・『ホーキング、宇宙を語る ビッグバンからブラックホールまで』スティーヴン・ホーキング
・『量子が変える情報の宇宙』ハンス・クリスチャン・フォン=バイヤー
・『宇宙をプログラムする宇宙 いかにして「計算する宇宙」は複雑な世界を創ったか?』セス・ロイド
・『サイクリック宇宙論 ビッグバン・モデルを超える究極の理論』ポール・J・スタインハート、ニール・トゥロック
・ビッグバン理論の先駆者ジョルジュ・ルメートル
・『宇宙はなぜこんなにうまくできているのか』村山斉
・『宇宙を織りなすもの』ブライアン・グリーン
ビッグバン・モデルの原型となるモデルを初めて提唱したのは、ベルギー人のカトリック司祭にして物理学者でもある、ジョルジュ・ルメートルという人物だった。
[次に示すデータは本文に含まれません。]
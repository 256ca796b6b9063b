//! Sentence segmentation and word tokenization
//!
//! Text is split into paragraphs on blank lines, whitespace inside a paragraph
//! is collapsed (so hard-wrapped lines don't end sentences), paragraphs are
//! segmented on UAX #29 sentence boundaries and every sentence is split into
//! `\w+` word tokens. Sentences without any word token are dropped.

use crate::document::Sentence;
use regex::Regex;
use std::sync::OnceLock;
use unicode_segmentation::UnicodeSegmentation;

static WORD_RE: OnceLock<Regex> = OnceLock::new();

fn word_re() -> &'static Regex {
    WORD_RE.get_or_init(|| Regex::new(r"\w+").expect("word pattern is valid"))
}

/// Split text into word tokens, punctuation excluded, case preserved
pub fn words(text: &str) -> Vec<String> {
    word_re()
        .find_iter(text)
        .map(|m| m.as_str().to_string())
        .collect()
}

/// Split text into sentences of word tokens
pub fn sentences(text: &str) -> Vec<Sentence> {
    paragraphs(text)
        .iter()
        .flat_map(|paragraph| {
            paragraph
                .unicode_sentences()
                .map(words)
                .filter(|tokens| !tokens.is_empty())
                .collect::<Vec<_>>()
        })
        .collect()
}

fn paragraphs(text: &str) -> Vec<String> {
    let mut paragraphs = Vec::new();
    let mut current: Vec<&str> = Vec::new();

    for line in text.lines() {
        if line.trim().is_empty() {
            if !current.is_empty() {
                paragraphs.push(current.join(" "));
                current.clear();
            }
            continue;
        }
        current.extend(line.split_whitespace());
    }
    if !current.is_empty() {
        paragraphs.push(current.join(" "));
    }

    paragraphs
}
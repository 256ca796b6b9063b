//! Corpus sources

use crate::config::CorpusConfig;
use crate::document::TokenizedDocument;
use crate::error::{CorpusError, Result};
use crate::stopwords::StopwordSet;
use std::collections::BTreeMap;
use std::path::{Path, PathBuf};
use tracing::{debug, info};
use walkdir::WalkDir;

/// Read access to a set of tokenized documents and the stopwords that apply to them
pub trait CorpusSource: Sync {
    /// Document identifiers in ascending order
    fn document_ids(&self) -> Vec<&str>;

    fn document(&self, id: &str) -> Result<&TokenizedDocument>;

    fn stopwords(&self) -> &StopwordSet;
}

/// Documents loaded and tokenized up front from plain-text files
#[derive(Debug, Clone)]
pub struct TextCorpus {
    root: PathBuf,
    documents: BTreeMap<String, TokenizedDocument>,
    stopwords: StopwordSet,
}

impl TextCorpus {
    /// Load every matching file under `root`.
    ///
    /// Fails before reading anything if `root` is not a directory or the
    /// configured language has no stopword list. Any read error is returned
    /// as-is; there is no partial corpus.
    pub fn open(root: impl Into<PathBuf>, config: &CorpusConfig) -> Result<Self> {
        let root = root.into();
        if !root.is_dir() {
            return Err(CorpusError::NotADirectory(root));
        }
        let stopwords = StopwordSet::for_language(&config.language)?;

        let mut documents = BTreeMap::new();
        for (id, path) in discover(&root, config)? {
            let text = std::fs::read_to_string(&path).map_err(|source| CorpusError::Read {
                path: path.clone(),
                source,
            })?;
            let document = TokenizedDocument::from_text(&text);
            debug!(
                document = %id,
                sentences = document.sentences().len(),
                tokens = document.token_count(),
                "tokenized document"
            );
            documents.insert(id, document);
        }

        info!(root = %root.display(), documents = documents.len(), "loaded corpus");

        Ok(Self {
            root,
            documents,
            stopwords,
        })
    }

    /// Build a corpus from in-memory `(id, text)` pairs
    pub fn from_texts<I, K, V>(texts: I, stopwords: StopwordSet) -> Self
    where
        I: IntoIterator<Item = (K, V)>,
        K: Into<String>,
        V: AsRef<str>,
    {
        let documents = texts
            .into_iter()
            .map(|(id, text)| (id.into(), TokenizedDocument::from_text(text.as_ref())))
            .collect();

        Self {
            root: PathBuf::new(),
            documents,
            stopwords,
        }
    }

    pub fn root(&self) -> &Path {
        &self.root
    }

    pub fn len(&self) -> usize {
        self.documents.len()
    }

    pub fn is_empty(&self) -> bool {
        self.documents.is_empty()
    }
}

impl CorpusSource for TextCorpus {
    fn document_ids(&self) -> Vec<&str> {
        self.documents.keys().map(String::as_str).collect()
    }

    fn document(&self, id: &str) -> Result<&TokenizedDocument> {
        self.documents
            .get(id)
            .ok_or_else(|| CorpusError::UnknownDocument(id.to_string()))
    }

    fn stopwords(&self) -> &StopwordSet {
        &self.stopwords
    }
}

/// Matching files under `root` as `(id, path)`, id being the `/`-separated
/// path relative to `root`
fn discover(root: &Path, config: &CorpusConfig) -> Result<Vec<(String, PathBuf)>> {
    let max_depth = if config.recursive { usize::MAX } else { 1 };
    let mut found = Vec::new();

    for entry in WalkDir::new(root)
        .min_depth(1)
        .max_depth(max_depth)
        .follow_links(true)
        .sort_by_file_name()
    {
        let entry = entry?;
        if !entry.file_type().is_file() {
            continue;
        }
        let Some(name) = entry.file_name().to_str() else {
            continue;
        };
        if !config.matches(name) {
            continue;
        }

        let relative = entry.path().strip_prefix(root).unwrap_or(entry.path());
        let id = relative
            .components()
            .map(|c| c.as_os_str().to_string_lossy())
            .collect::<Vec<_>>()
            .join("/");
        found.push((id, entry.into_path()));
    }

    Ok(found)
}

#[cfg(test)]
mod tests {
    use super::*;
    use tempfile::TempDir;

    fn write(dir: &Path, name: &str, content: &str) {
        let path = dir.join(name);
        if let Some(parent) = path.parent() {
            std::fs::create_dir_all(parent).unwrap();
        }
        std::fs::write(path, content).unwrap();
    }

    #[test]
    fn test_open_lists_matching_files_in_order() {
        let temp_dir = TempDir::new().unwrap();
        write(temp_dir.path(), "b.txt", "Second file.");
        write(temp_dir.path(), "a.txt", "First file.");
        write(temp_dir.path(), "notes.md", "Not a document.");

        let corpus = TextCorpus::open(temp_dir.path(), &CorpusConfig::new()).unwrap();
        assert_eq!(corpus.document_ids(), vec!["a.txt", "b.txt"]);
        assert_eq!(corpus.len(), 2);

        let doc = corpus.document("a.txt").unwrap();
        assert_eq!(doc.tokens().collect::<Vec<_>>(), vec!["First", "file"]);
    }

    #[test]
    fn test_open_recurses_into_subdirectories() {
        let temp_dir = TempDir::new().unwrap();
        write(temp_dir.path(), "top.txt", "Top.");
        write(temp_dir.path(), "nested/deep.txt", "Deep.");

        let corpus = TextCorpus::open(temp_dir.path(), &CorpusConfig::new()).unwrap();
        assert_eq!(corpus.document_ids(), vec!["nested/deep.txt", "top.txt"]);

        let flat = CorpusConfig {
            recursive: false,
            ..CorpusConfig::new()
        };
        let corpus = TextCorpus::open(temp_dir.path(), &flat).unwrap();
        assert_eq!(corpus.document_ids(), vec!["top.txt"]);
    }

    #[test]
    fn test_open_rejects_missing_directory() {
        let temp_dir = TempDir::new().unwrap();
        let missing = temp_dir.path().join("missing");

        let err = TextCorpus::open(&missing, &CorpusConfig::new()).unwrap_err();
        assert!(matches!(err, CorpusError::NotADirectory(ref p) if p == &missing));
    }

    #[test]
    fn test_open_rejects_file_path() {
        let temp_dir = TempDir::new().unwrap();
        write(temp_dir.path(), "doc.txt", "Text.");

        let err = TextCorpus::open(temp_dir.path().join("doc.txt"), &CorpusConfig::new())
            .unwrap_err();
        assert!(matches!(err, CorpusError::NotADirectory(_)));
    }

    #[test]
    fn test_open_rejects_unknown_language() {
        let temp_dir = TempDir::new().unwrap();
        let config = CorpusConfig {
            language: "klingon".to_string(),
            ..CorpusConfig::new()
        };

        let err = TextCorpus::open(temp_dir.path(), &config).unwrap_err();
        assert!(matches!(err, CorpusError::UnsupportedLanguage(_)));
    }

    #[test]
    fn test_invalid_utf8_is_a_read_error() {
        let temp_dir = TempDir::new().unwrap();
        std::fs::write(temp_dir.path().join("bad.txt"), [0xff, 0xfe, 0x00]).unwrap();

        let err = TextCorpus::open(temp_dir.path(), &CorpusConfig::new()).unwrap_err();
        assert!(matches!(err, CorpusError::Read { .. }));
    }

    #[test]
    fn test_unknown_document() {
        let corpus = TextCorpus::from_texts([("a.txt", "Hello.")], StopwordSet::none());
        assert!(corpus.document("a.txt").is_ok());
        assert!(matches!(
            corpus.document("b.txt"),
            Err(CorpusError::UnknownDocument(_))
        ));
    }
}
use super::{separator, Session};
use crate::cli::Cli;
use std::fmt::Write;
use textdex_index::ReportRow;
use tracing::debug;

pub fn run(cli: &Cli) -> anyhow::Result<()> {
    let session = Session::open(cli)?;
    let rows = session.engine().top_n_report(cli.top_n())?;
    debug!(requested = cli.top_n, rows = rows.len(), "built report");
    print!("{}", render(&rows, cli.json)?);
    Ok(())
}

/// One `WORD (COUNT) | files | sentences` block per row, each followed by a
/// separator line and a blank line
fn render(rows: &[ReportRow], json: bool) -> anyhow::Result<String> {
    if json {
        return Ok(serde_json::to_string_pretty(rows)? + "\n");
    }

    let separator = separator();
    let mut out = String::new();
    for row in rows {
        writeln!(out, "{}", row)?;
        writeln!(out, "{}\n", separator)?;
    }
    Ok(out)
}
いくつもの分野でひとかどの仕事をするという境域的な才能の持ち主だったルメートルは、はじめに工学を学び、第一次世界大戦では砲兵として従軍して叙勲された。1920年代になって司祭になるための勉強を始め、同時に専門を工学から数学に切り替えた。やがて宇宙論の分野に進み、著名なイギリスの天体物理学者サー・アーサー・エディントンのもとで研究を行ったのち、アメリカのハーバード大学に移り、最終的にはマサチューセッツ工科大学で物理学の博士号を取得した。それは彼にとって二つ目の博士号だった。
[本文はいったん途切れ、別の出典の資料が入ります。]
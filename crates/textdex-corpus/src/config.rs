//! Configuration for corpus loading

/// Corpus loading configuration
#[derive(Debug, Clone, PartialEq, Eq)]
pub struct CorpusConfig {
    /// File extension (without the dot) of documents to load
    pub extension: String,

    /// Stopword language
    pub language: String,

    /// Descend into subdirectories
    pub recursive: bool,
}

impl CorpusConfig {
    pub fn new() -> Self {
        Self {
            extension: "txt".to_string(),
            language: "english".to_string(),
            recursive: true,
        }
    }

    /// True if `name` carries the configured extension, compared case-sensitively
    pub fn matches(&self, name: &str) -> bool {
        match name.rsplit_once('.') {
            Some((stem, ext)) => !stem.is_empty() && ext == self.extension,
            None => false,
        }
    }
}

impl Default for CorpusConfig {
    fn default() -> Self {
        Self::new()
    }
}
1927年、まだ二つ目の博士号を取得する前のこと、ルメートルはアインシュタインの一般相対性理論の方程式をじっさいに解き、この理論が予想する宇宙は、静止していないということを示したばかりか、われわれが住むこの宇宙は、現に膨張しているという説を唱えたのである。それは途方もない話に思われたので、アインシュタインも、「あなたの数学は正しいが、あなたの物理学は忌まわしい」という強烈な言葉で反対を表明したほどだった。
しかしルメートルは挫けず、1930年代には、膨張しているわれわれの宇宙は、無限小の点から始まったという説を提唱した。その点のことを彼は、「原初の原子」と呼び、おそらくは創世記の物語を念頭に置きながら、その始まりの時のことを、「昨日のない日」と呼ぶことができるだろうと述べた。
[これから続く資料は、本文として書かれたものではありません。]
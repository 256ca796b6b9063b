//! Stopword sets

use crate::error::{CorpusError, Result};
use std::collections::HashSet;

/// English stopwords, lowercase, including the contraction fragments a `\w+`
/// tokenizer leaves behind ("don", "t", "ll", ...).
const ENGLISH: &[&str] = &[
    "i", "me", "my", "myself", "we", "our", "ours", "ourselves", "you", "you're", "you've",
    "you'll", "you'd", "your", "yours", "yourself", "yourselves", "he", "him", "his", "himself",
    "she", "she's", "her", "hers", "herself", "it", "it's", "its", "itself", "they", "them",
    "their", "theirs", "themselves", "what", "which", "who", "whom", "this", "that", "that'll",
    "these", "those", "am", "is", "are", "was", "were", "be", "been", "being", "have", "has",
    "had", "having", "do", "does", "did", "doing", "a", "an", "the", "and", "but", "if", "or",
    "because", "as", "until", "while", "of", "at", "by", "for", "with", "about", "against",
    "between", "into", "through", "during", "before", "after", "above", "below", "to", "from",
    "up", "down", "in", "out", "on", "off", "over", "under", "again", "further", "then", "once",
    "here", "there", "when", "where", "why", "how", "all", "any", "both", "each", "few", "more",
    "most", "other", "some", "such", "no", "nor", "not", "only", "own", "same", "so", "than",
    "too", "very", "s", "t", "can", "will", "just", "don", "don't", "should", "should've", "now",
    "d", "ll", "m", "o", "re", "ve", "y", "ain", "aren", "aren't", "couldn", "couldn't", "didn",
    "didn't", "doesn", "doesn't", "hadn", "hadn't", "hasn", "hasn't", "haven", "haven't", "isn",
    "isn't", "ma", "mightn", "mightn't", "mustn", "mustn't", "needn", "needn't", "shan",
    "shan't", "shouldn", "shouldn't", "wasn", "wasn't", "weren", "weren't", "won", "won't",
    "wouldn", "wouldn't",
];

/// Immutable set of words excluded from indexing
#[derive(Debug, Clone, Default, PartialEq, Eq)]
pub struct StopwordSet {
    words: HashSet<String>,
}

impl StopwordSet {
    pub fn new<I, S>(words: I) -> Self
    where
        I: IntoIterator<Item = S>,
        S: Into<String>,
    {
        Self {
            words: words.into_iter().map(Into::into).collect(),
        }
    }

    /// Empty set: nothing is filtered
    pub fn none() -> Self {
        Self::default()
    }

    pub fn english() -> Self {
        Self::new(ENGLISH.iter().copied())
    }

    /// Look up the bundled list for a language name (case-insensitive)
    pub fn for_language(language: &str) -> Result<Self> {
        match language.to_ascii_lowercase().as_str() {
            "english" => Ok(Self::english()),
            _ => Err(CorpusError::UnsupportedLanguage(language.to_string())),
        }
    }

    pub fn contains(&self, word: &str) -> bool {
        self.words.contains(word)
    }

    pub fn len(&self) -> usize {
        self.words.len()
    }

    pub fn is_empty(&self) -> bool {
        self.words.is_empty()
    }
}
//! Schema registry: the fixed set of queryable shapes and their fields.
//!
//! `Schema::build()` is called once at start-up and the result is shared
//! read-only (usually behind an `Arc`) with every request.

/// Queryable shapes.
#[derive(Debug, Clone, Copy, PartialEq, Eq, Hash)]
pub enum ShapeKind {
    Query,
    Node,
    Document,
    Element,
}

impl ShapeKind {
    pub fn name(&self) -> &'static str {
        match self {
            ShapeKind::Query => "Query",
            ShapeKind::Node => "Node",
            ShapeKind::Document => "Document",
            ShapeKind::Element => "Element",
        }
    }
}

/// Operation a field invokes on the current node.
#[derive(Debug, Clone, Copy, PartialEq, Eq)]
pub enum Capability {
    InnerMarkup,
    OuterMarkup,
    Text,
    TagName,
    Attribute,
    Descendants,
    NextSibling,
    NextSiblings,
    Title,
    Page,
}

/// Declared result shape of a field.
#[derive(Debug, Clone, Copy, PartialEq, Eq)]
pub enum ReturnShape {
    Scalar,
    Node(ShapeKind),
    NodeList(ShapeKind),
}

#[derive(Debug, Clone, Copy, PartialEq, Eq)]
pub enum ArgType {
    String,
    NonNullString,
}

impl ArgType {
    pub fn is_required(&self) -> bool {
        matches!(self, ArgType::NonNullString)
    }

    fn sdl(&self) -> &'static str {
        match self {
            ArgType::String => "String",
            ArgType::NonNullString => "String!",
        }
    }
}

#[derive(Debug, Clone)]
pub struct ArgDef {
    pub name: &'static str,
    pub description: &'static str,
    pub ty: ArgType,
}

#[derive(Debug, Clone)]
pub struct FieldDef {
    pub name: &'static str,
    pub description: &'static str,
    pub args: Vec<ArgDef>,
    pub shape: ReturnShape,
    pub capability: Capability,
}

impl FieldDef {
    pub fn arg(&self, name: &str) -> Option<&ArgDef> {
        self.args.iter().find(|a| a.name == name)
    }

    fn sdl_type(&self) -> String {
        match self.shape {
            ReturnShape::Scalar => "String".to_string(),
            ReturnShape::Node(kind) => kind.name().to_string(),
            ReturnShape::NodeList(kind) => format!("[{}]", kind.name()),
        }
    }
}

#[derive(Debug, Clone)]
pub struct TypeDef {
    pub kind: ShapeKind,
    pub description: &'static str,
    pub is_interface: bool,
    pub interfaces: Vec<ShapeKind>,
    pub fields: Vec<FieldDef>,
}

impl TypeDef {
    pub fn name(&self) -> &'static str {
        self.kind.name()
    }

    pub fn field(&self, name: &str) -> Option<&FieldDef> {
        self.fields.iter().find(|f| f.name == name)
    }

    /// Whether a fragment with type condition `condition` applies to values
    /// of this type.
    pub fn matches_condition(&self, condition: &str) -> bool {
        condition == self.name() || self.interfaces.iter().any(|i| i.name() == condition)
    }
}

/// Argument name used for selection narrowing.
pub const SELECTOR_ARG: &str = "selector";

fn arg(name: &'static str, description: &'static str, ty: ArgType) -> ArgDef {
    ArgDef {
        name,
        description,
        ty,
    }
}

fn selector_arg() -> ArgDef {
    arg(
        SELECTOR_ARG,
        "CSS selector narrowing the current node to its matching descendants first.",
        ArgType::String,
    )
}

fn field(
    name: &'static str,
    description: &'static str,
    args: Vec<ArgDef>,
    shape: ReturnShape,
    capability: Capability,
) -> FieldDef {
    FieldDef {
        name,
        description,
        args,
        shape,
        capability,
    }
}

/// Fields shared by every node-shaped type through the `Node` interface.
fn node_fields() -> Vec<FieldDef> {
    use Capability::*;
    use ReturnShape::{Node, NodeList, Scalar};

    vec![
        field(
            "content",
            "Markup of the contents of the first node.",
            vec![selector_arg()],
            Scalar,
            InnerMarkup,
        ),
        field(
            "html",
            "Markup of the first node itself.",
            vec![selector_arg()],
            Scalar,
            OuterMarkup,
        ),
        field(
            "text",
            "Text content of the first node.",
            vec![selector_arg()],
            Scalar,
            Text,
        ),
        field(
            "tag",
            "Tag name of the first node.",
            vec![selector_arg()],
            Scalar,
            TagName,
        ),
        field(
            "attr",
            "Value of an attribute on the first node, or null when absent.",
            vec![
                selector_arg(),
                arg("name", "Attribute name.", ArgType::NonNullString),
            ],
            Scalar,
            Attribute,
        ),
        field(
            "query",
            "Every descendant matching the selector, in document order.",
            vec![arg(
                SELECTOR_ARG,
                "CSS selector matched against descendants.",
                ArgType::NonNullString,
            )],
            NodeList(ShapeKind::Element),
            Descendants,
        ),
        field(
            "next",
            "The element immediately following the node.",
            vec![selector_arg()],
            Node(ShapeKind::Element),
            NextSibling,
        ),
        field(
            "nextAll",
            "Every element following the node.",
            vec![selector_arg()],
            NodeList(ShapeKind::Element),
            NextSiblings,
        ),
    ]
}

/// The immutable registry of every queryable shape.
#[derive(Debug, Clone)]
pub struct Schema {
    query: TypeDef,
    node: TypeDef,
    document: TypeDef,
    element: TypeDef,
}

impl Schema {
    pub fn build() -> Self {
        let query = TypeDef {
            kind: ShapeKind::Query,
            description: "Entry point: fetch a page and walk its document tree.",
            is_interface: false,
            interfaces: vec![],
            fields: vec![field(
                "page",
                "Fetch and parse the document at `url`.",
                vec![arg("url", "Address of the page.", ArgType::NonNullString)],
                ReturnShape::Node(ShapeKind::Document),
                Capability::Page,
            )],
        };

        let node = TypeDef {
            kind: ShapeKind::Node,
            description: "Any addressable point in a document tree.",
            is_interface: true,
            interfaces: vec![],
            fields: node_fields(),
        };

        let mut document_fields = node_fields();
        document_fields.push(field(
            "title",
            "Text of the document's title element.",
            vec![],
            ReturnShape::Scalar,
            Capability::Title,
        ));
        let document = TypeDef {
            kind: ShapeKind::Document,
            description: "The root of a fetched page.",
            is_interface: false,
            interfaces: vec![ShapeKind::Node],
            fields: document_fields,
        };

        let element = TypeDef {
            kind: ShapeKind::Element,
            description: "An element reached by navigating the document.",
            is_interface: false,
            interfaces: vec![ShapeKind::Node],
            fields: node_fields(),
        };

        Self {
            query,
            node,
            document,
            element,
        }
    }

    pub fn type_def(&self, kind: ShapeKind) -> &TypeDef {
        match kind {
            ShapeKind::Query => &self.query,
            ShapeKind::Node => &self.node,
            ShapeKind::Document => &self.document,
            ShapeKind::Element => &self.element,
        }
    }

    pub fn types(&self) -> [&TypeDef; 4] {
        [&self.node, &self.document, &self.element, &self.query]
    }

    pub fn query_type(&self) -> &TypeDef {
        &self.query
    }

    /// Resolve a type condition such as `on Element`.
    pub fn type_by_name(&self, name: &str) -> Option<&TypeDef> {
        self.types().into_iter().find(|ty| ty.name() == name)
    }

    /// Render the registry as GraphQL SDL.
    pub fn sdl(&self) -> String {
        let mut out = String::new();
        for ty in self.types() {
            out.push_str(&format!("\"\"\"{}\"\"\"\n", ty.description));
            let keyword = if ty.is_interface { "interface" } else { "type" };
            out.push_str(&format!("{keyword} {}", ty.name()));
            if !ty.interfaces.is_empty() {
                let names: Vec<&str> = ty.interfaces.iter().map(|i| i.name()).collect();
                out.push_str(&format!(" implements {}", names.join(" & ")));
            }
            out.push_str(" {\n");
            for f in &ty.fields {
                out.push_str(&format!("  \"{}\"\n  {}", f.description, f.name));
                if !f.args.is_empty() {
                    let args: Vec<String> = f
                        .args
                        .iter()
                        .map(|a| format!("{}: {}", a.name, a.ty.sdl()))
                        .collect();
                    out.push_str(&format!("({})", args.join(", ")));
                }
                out.push_str(&format!(": {}\n", f.sdl_type()));
            }
            out.push_str("}\n\n");
        }
        out.push_str("schema {\n  query: Query\n}\n");
        out
    }
}
mod config;

use std::io::Read;
use std::net::{IpAddr, SocketAddr};
use std::sync::Arc;

use anyhow::{bail, Context, Result};
use clap::{Parser, Subcommand};
use serde_json::{Map, Value};
use tracing::info;

use pagegraph_core::{Executor, QueryRequest, Schema};
use pagegraph_gateway::GatewayState;
use pagegraph_source::HttpSource;

use config::Config;

#[derive(Parser)]
#[command(name = "pagegraph")]
#[command(about = "GraphQL queries over live HTML pages")]
#[command(version)]
struct Cli {
    #[command(subcommand)]
    command: Commands,
}

#[derive(Subcommand)]
enum Commands {
    /// Start the GraphQL HTTP gateway
    Serve {
        /// Address to bind the HTTP server to
        #[arg(short, long)]
        bind: Option<String>,
        /// Port to bind the HTTP server to
        #[arg(short, long)]
        port: Option<u16>,
    },
    /// Run one query and print the JSON response
    Query {
        /// Query document, or `-` to read it from stdin
        query: String,
        /// Variables as a JSON object
        #[arg(long)]
        variables: Option<String>,
        /// Operation to run when the document has several
        #[arg(long)]
        operation: Option<String>,
    },
    /// Print the schema in SDL
    Schema,
}

#[tokio::main]
async fn main() -> Result<()> {
    let config = Config::from_env();
    let cli = Cli::parse();

    let serving = matches!(cli.command, Commands::Serve { .. });
    logging::init_logger(&config.log_config(!serving));

    match cli.command {
        Commands::Serve { bind, port } => {
            let config = Config {
                bind_address: bind.unwrap_or(config.bind_address),
                port: port.unwrap_or(config.port),
                ..config
            };
            run_server(config).await?;
        }
        Commands::Query {
            query,
            variables,
            operation,
        } => {
            let request = build_request(&query, variables.as_deref(), operation)?;
            let succeeded = run_query(&config, request).await?;
            if !succeeded {
                std::process::exit(1);
            }
        }
        Commands::Schema => {
            print!("{}", Schema::build().sdl());
        }
    }

    Ok(())
}

async fn run_server(config: Config) -> Result<()> {
    let ip: IpAddr = config
        .bind_address
        .parse()
        .with_context(|| format!("invalid bind address {:?}", config.bind_address))?;
    let addr = SocketAddr::new(ip, config.port);

    info!(
        addr = %addr,
        timeout_secs = config.request_timeout_secs,
        "Starting pagegraph gateway"
    );

    let source = HttpSource::new(config.source_config()).context("failed to build HTTP client")?;
    let state = GatewayState::new(Arc::new(source))
        .with_request_timeout(config.request_timeout())
        .with_pretty(config.pretty);

    pagegraph_gateway::start_server(addr, state).await
}

fn build_request(
    query: &str,
    variables: Option<&str>,
    operation: Option<String>,
) -> Result<QueryRequest> {
    let query = if query == "-" {
        let mut buf = String::new();
        std::io::stdin()
            .read_to_string(&mut buf)
            .context("failed to read query from stdin")?;
        buf
    } else {
        query.to_string()
    };

    let mut request = QueryRequest::new(query);
    if let Some(raw) = variables {
        let map: Map<String, Value> =
            serde_json::from_str(raw).context("--variables must be a JSON object")?;
        request = request.with_variables(map);
    }
    if let Some(name) = operation {
        request = request.with_operation_name(name);
    }
    Ok(request)
}

/// Prints the response; `false` when the request produced no data.
async fn run_query(config: &Config, request: QueryRequest) -> Result<bool> {
    let schema = Schema::build();
    let source = HttpSource::new(config.source_config()).context("failed to build HTTP client")?;
    let executor = Executor::new(&schema, &source);

    let Ok(response) = tokio::time::timeout(config.request_timeout(), executor.execute(&request)).await
    else {
        bail!("query timed out after {}s", config.request_timeout_secs);
    };

    let out = if config.pretty {
        serde_json::to_string_pretty(&response)?
    } else {
        serde_json::to_string(&response)?
    };
    println!("{out}");
    Ok(response.data.is_some())
}

#[cfg(test)]
mod tests {
    use super::*;
    use clap::CommandFactory;

    #[test]
    fn test_cli_definition() {
        Cli::command().debug_assert();
    }

    #[test]
    fn test_parse_query_command() {
        let cli = Cli::try_parse_from([
            "pagegraph",
            "query",
            "{ __typename }",
            "--variables",
            r#"{"u":"http://a.test"}"#,
            "--operation",
            "Q",
        ])
        .unwrap();
        match cli.command {
            Commands::Query {
                query,
                variables,
                operation,
            } => {
                assert_eq!(query, "{ __typename }");
                assert!(variables.is_some());
                assert_eq!(operation.as_deref(), Some("Q"));
            }
            _ => panic!("expected query command"),
        }
    }

    #[test]
    fn test_build_request() {
        let request =
            build_request("{ __typename }", Some(r#"{"u":"http://a.test"}"#), Some("Q".into()))
                .unwrap();
        assert_eq!(request.query, "{ __typename }");
        assert_eq!(request.operation_name.as_deref(), Some("Q"));
        assert_eq!(
            request.variables.unwrap()["u"],
            Value::String("http://a.test".into())
        );

        assert!(build_request("{ __typename }", Some("[1, 2]"), None).is_err());
    }

    #[tokio::test]
    async fn test_run_query_without_network() {
        let config = Config::default();
        let ok = run_query(&config, QueryRequest::new("{ __typename }"))
            .await
            .unwrap();
        assert!(ok);
        let failed = run_query(&config, QueryRequest::new("mutation { x }"))
            .await
            .unwrap();
        assert!(!failed);
    }
}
【『宇宙が始まる前には何があったのか?』ローレンス・クラウス:青木薫訳(文藝春秋、2013年/文春文庫、2017年)】
人間の叡智は現実に先駆けて科学原理を見出すことがある。例えばルメートルが指摘した宇宙膨張説、相対性理論による時空の歪み、ブラックホールも観測される前から既に予想されていた。更に面白いのは発見した科学者の思惑を超えて原理が自己主張を始めることだ。
アーサー・エディントンについてはよく知られた有名なエピソードがある。
1920年代のはじめに、あるジャーナリストが(アーサー・)エディントンに向かって、一般相対論を理解しているものは世界中に3人しかいないと聞いているが、と水を向けると、エディントンはしばらく黙っていたが、やがてこう答えたそうだ。「はて、3番目の人が思い当たらないが」。
【『ホーキング、宇宙を語る ビッグバンからブラックホールまで』スティーヴン・ホーキング:林一訳〈はやし・はじめ〉訳(早川書房、1989年/ハヤカワ文庫、1995年)】
時空の歪みを最初に観測したのもアーサー・エディントンその人であった。
猿も木から落ち、アインシュタインも誤る。ただし科学の誤謬は観測によって常に修正され、次の新たなステップへと力強く前進してゆく。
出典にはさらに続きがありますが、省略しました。